2008 Joint Meeting of The Geological Society of America, Soil Science Society of America, American Society of Agronomy, Crop Science Society of America, Gulf Coast Association of Geological Societies with the Gulf Coast Section of SEPM

Paper No. 12
Presentation Time: 11:00 AM

The Potential for Gas Storage in Bioturbated Media in the Upper Cretaceous Alderson Member – Hatton Gas Pool, SW-Saskatchewan Canada

LEMISKI, Ryan Thomas1, GINGRAS, Murray1, HOVIKOSKI, Jussi2 and PEMBERTON, S. George1, (1)Earth and Atmospheric Sciences, University of Alberta, 1-26 Earth Science Building, Edmonton, AB T6G 2E3, Canada, (2)Department of Geology, University of Turku, FIN-20014 TURUN YLIOPISTO, Turku, Finland, rlemiski@ualberta.ca

The Upper Cretaceous Alderson Member of western Canada is an example of a giant gas-play that revolves around low permeability, gas-prone, non-associated reservoirs. The fields contained within this play produce from shallow zones (less than ~600m) from thin bedded, fine-grained sand within muddy units. In many cases the productive zones are interbedded with, or are, the source rock. Such intervals can be laterally extensive and continuous.
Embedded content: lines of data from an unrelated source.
//! U29 variable-length integer codec
//!
//! Every AMF3 length, reference index, and complex-value header is a U29:
//! an unsigned integer packed into 1-4 bytes. The first three bytes carry
//! 7 data bits each below a continuation flag; a fourth byte, present only
//! when all three continuation flags were set, carries a full 8 data bits.
//! Total data width is 7 + 7 + 7 + 8 = 29 bits.
//!
//! ```text
//! 0xxxxxxx                            (7 bits)
//! 1xxxxxxx 0xxxxxxx                   (14 bits)
//! 1xxxxxxx 1xxxxxxx 0xxxxxxx          (21 bits)
//! 1xxxxxxx 1xxxxxxx 1xxxxxxx xxxxxxxx (29 bits)
//! ```

use bytes::{Buf, BufMut, Bytes, BytesMut};

use crate::error::{AmfError, Result};

/// Largest value a U29 can carry: 2^29 - 1
pub const U29_MAX: u32 = 0x1FFF_FFFF;

/// Largest AMF3 Integer: 2^28 - 1
pub const INT_MAX: i32 = 0x0FFF_FFFF;

/// Smallest AMF3 Integer: -2^28
pub const INT_MIN: i32 = -0x1000_0000;

/// Read a U29 from the buffer
///
/// Reads byte by byte, short-circuiting on the first byte whose high bit is
/// clear. The fourth byte, when reached, contributes all 8 bits.
pub fn read_u29(buf: &mut Bytes) -> Result<u32> {
    let mut value: u32 = 0;

    for i in 0..4 {
        if buf.is_empty() {
            return Err(AmfError::Truncated);
        }

        let byte = buf.get_u8();

        if i < 3 {
            value = (value << 7) | ((byte & 0x7F) as u32);
            if byte & 0x80 == 0 {
                return Ok(value);
            }
        } else {
            // Fourth byte uses all 8 bits
            value = (value << 8) | (byte as u32);
        }
    }

    Ok(value)
}

/// Write a U29 to the buffer
///
/// Fails with `OutOfRange` for values that need more than 29 bits.
pub fn write_u29(buf: &mut BytesMut, value: u32) -> Result<()> {
    if value > U29_MAX {
        return Err(AmfError::OutOfRange);
    }

    if value < 0x80 {
        buf.put_u8(value as u8);
    } else if value < 0x4000 {
        buf.put_u8(((value >> 7) | 0x80) as u8);
        buf.put_u8((value & 0x7F) as u8);
    } else if value < 0x20_0000 {
        buf.put_u8(((value >> 14) | 0x80) as u8);
        buf.put_u8(((value >> 7) | 0x80) as u8);
        buf.put_u8((value & 0x7F) as u8);
    } else {
        buf.put_u8(((value >> 22) | 0x80) as u8);
        buf.put_u8(((value >> 15) | 0x80) as u8);
        buf.put_u8(((value >> 8) | 0x80) as u8);
        buf.put_u8((value & 0xFF) as u8);
    }

    Ok(())
}

/// Interpret a U29 as a 29-bit two's complement integer
///
/// Bit 28 is the sign bit: wire values with it set decode to a negative
/// number in `[-2^28, -1]`. Only the Integer marker sign-extends; length
/// and reference headers stay unsigned.
pub fn sign_extend(value: u32) -> i32 {
    if value & 0x1000_0000 != 0 {
        (value as i32) | !(U29_MAX as i32)
    } else {
        value as i32
    }
}

/// Low 29 bits of a signed integer, for the wire
///
/// Callers must have range-checked against [`INT_MIN`]/[`INT_MAX`];
/// out-of-range integers are encoded as Double instead.
pub fn to_wire(value: i32) -> u32 {
    (value as u32) & U29_MAX
}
Due to their fine-grained nature, sedimentary facies within the Alderson Member have been difficult to interpret. Various studies have suggested deep through shallow-water affinities for the deposit. We show that the ichnological assemblages are dominated by common Planolites, Phycosiphon, and escape traces along with rare Asterosoma, Schaubcylindrichnus, Schaubcylindrichnus freyi, Scolicia, Arenicolites, Thalassinoides, Chondrites, Zoophycos, and Helminthopsis. The trace fossil assemblage represents the Cruziana Ichnofacies and is interpreted to represent relatively shallow-water sedimentation in quiescent settings.

The presence of sand-rich burrows within otherwise fine-grained media, suggests that burrow fabrics within the Alderson Member enhance the storativity and deliverability of gas. Using porosimetry and minipermeametry, we assess the impact of burrow volume and connectivity on reservoir behaviour. Hg Porosimetry show that the pore-throat distribution of bioturbated media is similar to interlaminated silt and sand. The bioturbated zones can be several meters thick and thus represent an estimable part of the deliverable resource. Moreover, burrow permeability is one to two orders of magnitude higher than matrix permeability. The impact of the permeability depends on the size of burrows and the burrowing intensity in a given unit.